- To do
Pull out every line below that contains the word "Upserted".
==== Material to process
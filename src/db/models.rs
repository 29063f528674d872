use crate::types::marketplace::Marketplace;
use chrono::{DateTime, SecondsFormat, Utc};
use serde::{Deserialize, Serialize};
use sqlx::FromRow;

/// Render a timestamp the way every table stores it.
pub fn to_db_time(ts: &DateTime<Utc>) -> String {
    ts.to_rfc3339_opts(SecondsFormat::Secs, true)
}

#[derive(Debug, Clone, Serialize, Deserialize, PartialEq, FromRow)]
pub struct DbCredential {
    pub id: i64,
    pub user_id: i64,
    pub username: String,
    pub marketplace: Marketplace,
    pub client_id: String,
    pub client_secret: String,
    pub access_token: Option<String>,
    pub token_expires_at: Option<DateTime<Utc>>,
    pub is_active: bool,
}

#[derive(Debug, Clone, PartialEq, FromRow)]
pub struct DbAmazonProduct {
    pub id: i64,
    pub asin: String,
    pub sku: String,
    pub title: String,
    pub description: String,
    pub brand: String,
    pub category: String,
    pub price: f64,
    pub currency: String,
    pub quantity: i64,
    pub image_url: String,
    pub status: String,
    pub created_at: DateTime<Utc>,
    pub updated_at: DateTime<Utc>,
}

#[derive(Debug, Clone, PartialEq, FromRow)]
pub struct DbAmazonOrder {
    pub id: i64,
    pub amazon_order_id: String,
    pub purchase_date: DateTime<Utc>,
    pub order_status: String,
    pub fulfillment_channel: String,
    pub sales_channel: String,
    pub order_total_amount: f64,
    pub order_total_currency: String,
    pub number_of_items_shipped: i64,
    pub number_of_items_unshipped: i64,
    pub payment_method: String,
    pub marketplace_id: String,
    pub buyer_email: String,
    pub buyer_name: String,
    pub ship_service_level: String,
    pub earliest_ship_date: Option<DateTime<Utc>>,
    pub latest_ship_date: Option<DateTime<Utc>>,
    pub updated_at: DateTime<Utc>,
}

#[derive(Debug, Clone, PartialEq, FromRow)]
pub struct DbAmazonOrderItem {
    pub id: i64,
    pub order_id: i64,
    pub order_item_id: String,
    pub asin: String,
    pub sku: String,
    pub title: String,
    pub quantity_ordered: i64,
    pub quantity_shipped: i64,
    pub item_price_amount: f64,
    pub item_price_currency: String,
    pub shipping_price_amount: f64,
    pub item_tax_amount: f64,
    pub promotion_discount_amount: f64,
    pub condition_id: String,
    pub is_gift: bool,
}

#[derive(Debug, Clone, PartialEq, FromRow)]
pub struct DbAmazonInventory {
    pub id: i64,
    pub asin: String,
    pub sku: String,
    pub fn_sku: String,
    pub product_name: String,
    pub condition: String,
    pub available_quantity: i64,
    pub pending_quantity: i64,
    pub reserved_quantity: i64,
    pub total_quantity: i64,
    pub warehouse_condition_code: String,
    pub last_updated_time: DateTime<Utc>,
}

#[derive(Debug, Clone, PartialEq, FromRow)]
pub struct DbNoonProduct {
    pub id: i64,
    pub noon_sku: String,
    pub partner_sku: String,
    pub title: String,
    pub title_ar: String,
    pub summary: String,
    pub brand: String,
    pub category_code: String,
    pub product_type: String,
    pub model_number: String,
    pub price: f64,
    pub sale_price: Option<f64>,
    pub warranty: String,
    pub stock_quantity: i64,
    pub max_order_quantity: i64,
    pub status: String,
    pub image_url: String,
    pub created_at: DateTime<Utc>,
    pub updated_at: DateTime<Utc>,
}

#[derive(Debug, Clone, PartialEq, FromRow)]
pub struct DbNoonOrder {
    pub id: i64,
    pub order_nr: String,
    pub order_date: DateTime<Utc>,
    pub status: String,
    pub customer_first_name: String,
    pub customer_last_name: String,
    pub customer_email: String,
    pub customer_phone: String,
    pub payment_method: String,
    pub total_amount: f64,
    pub currency: String,
    pub delivery_provider: String,
    pub tracking_number: String,
    pub address_city: String,
    pub address_area: String,
    pub address_street: String,
    pub is_express: bool,
    pub updated_at: DateTime<Utc>,
}

#[derive(Debug, Clone, PartialEq, FromRow)]
pub struct DbNoonOrderItem {
    pub id: i64,
    pub order_id: i64,
    pub order_item_id: String,
    pub noon_sku: String,
    pub partner_sku: String,
    pub name: String,
    pub quantity: i64,
    pub unit_price: f64,
    pub total_price: f64,
    pub tax_amount: f64,
    pub status: String,
}

#[derive(Debug, Clone, PartialEq, FromRow)]
pub struct DbNoonInventory {
    pub id: i64,
    pub noon_sku: String,
    pub partner_sku: String,
    pub barcode: String,
    pub quantity: i64,
    pub reserved_quantity: i64,
    pub warehouse_code: String,
    pub last_updated: DateTime<Utc>,
}

// Write-side records. Each carries its natural key plus the columns an
// upload is allowed to set; ids, owners and timestamps are filled in by the
// storage layer.

#[derive(Debug, Clone, PartialEq)]
pub struct AmazonProductRecord {
    pub asin: String,
    pub sku: String,
    pub title: String,
    pub description: String,
    pub brand: String,
    pub category: String,
    pub price: f64,
    pub currency: String,
    pub quantity: i64,
    pub image_url: String,
    pub status: String,
}

#[derive(Debug, Clone, PartialEq)]
pub struct AmazonOrderRecord {
    pub amazon_order_id: String,
    pub purchase_date: DateTime<Utc>,
    pub order_status: String,
    pub fulfillment_channel: String,
    pub sales_channel: String,
    pub order_total_amount: f64,
    pub order_total_currency: String,
    pub number_of_items_shipped: i64,
    pub number_of_items_unshipped: i64,
    pub payment_method: String,
    pub buyer_email: String,
    pub buyer_name: String,
    pub ship_service_level: String,
    pub earliest_ship_date: Option<DateTime<Utc>>,
    pub latest_ship_date: Option<DateTime<Utc>>,
}

#[derive(Debug, Clone, PartialEq)]
pub struct AmazonOrderItemRecord {
    pub order_item_id: String,
    pub asin: String,
    pub sku: String,
    pub title: String,
    pub quantity_ordered: i64,
    pub quantity_shipped: i64,
    pub item_price_amount: f64,
    pub item_price_currency: String,
    pub shipping_price_amount: f64,
    pub item_tax_amount: f64,
    pub promotion_discount_amount: f64,
    pub condition_id: String,
    pub is_gift: bool,
}

#[derive(Debug, Clone, PartialEq)]
pub struct AmazonInventoryRecord {
    pub sku: String,
    pub asin: String,
    pub fn_sku: String,
    pub product_name: String,
    pub condition: String,
    pub available_quantity: i64,
    pub pending_quantity: i64,
    pub reserved_quantity: i64,
    pub total_quantity: i64,
    pub warehouse_condition_code: String,
}

#[derive(Debug, Clone, PartialEq)]
pub struct NoonProductRecord {
    pub noon_sku: String,
    pub partner_sku: String,
    pub title: String,
    pub title_ar: String,
    pub summary: String,
    pub brand: String,
    pub category_code: String,
    pub product_type: String,
    pub model_number: String,
    pub price: f64,
    pub sale_price: Option<f64>,
    pub warranty: String,
    pub stock_quantity: i64,
    pub max_order_quantity: i64,
    pub status: String,
    pub image_url: String,
}

#[derive(Debug, Clone, PartialEq)]
pub struct NoonOrderRecord {
    pub order_nr: String,
    pub order_date: DateTime<Utc>,
    pub status: String,
    pub customer_first_name: String,
    pub customer_last_name: String,
    pub customer_email: String,
    pub customer_phone: String,
    pub payment_method: String,
    pub total_amount: f64,
    pub currency: String,
    pub delivery_provider: String,
    pub tracking_number: String,
    pub address_city: String,
    pub address_area: String,
    pub address_street: String,
    pub is_express: bool,
}

#[derive(Debug, Clone, PartialEq)]
pub struct NoonOrderItemRecord {
    pub order_item_id: String,
    pub noon_sku: String,
    pub partner_sku: String,
    pub name: String,
    pub quantity: i64,
    pub unit_price: f64,
    pub total_price: f64,
    pub tax_amount: f64,
    pub status: String,
}

#[derive(Debug, Clone, PartialEq)]
pub struct NoonInventoryRecord {
    pub partner_sku: String,
    pub noon_sku: String,
    pub barcode: String,
    pub quantity: i64,
    pub reserved_quantity: i64,
    pub warehouse_code: String,
}

/// Outcome of a keyed upsert: the row id and whether the row was new.
#[derive(Debug, Clone, Copy, PartialEq, Eq)]
pub enum Upserted {
    Created(i64),
    Updated(i64),
}

impl Upserted {
    pub fn id(&self) -> i64 {
        match self {
            Upserted::Created(id) | Upserted::Updated(id) => *id,
        }
    }

    pub fn is_created(&self) -> bool {
        matches!(self, Upserted::Created(_))
    }
}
========
- Reply to the task
pub enum Upserted {
impl Upserted {
            Upserted::Created(id) | Upserted::Updated(id) => *id,
        matches!(self, Upserted::Created(_))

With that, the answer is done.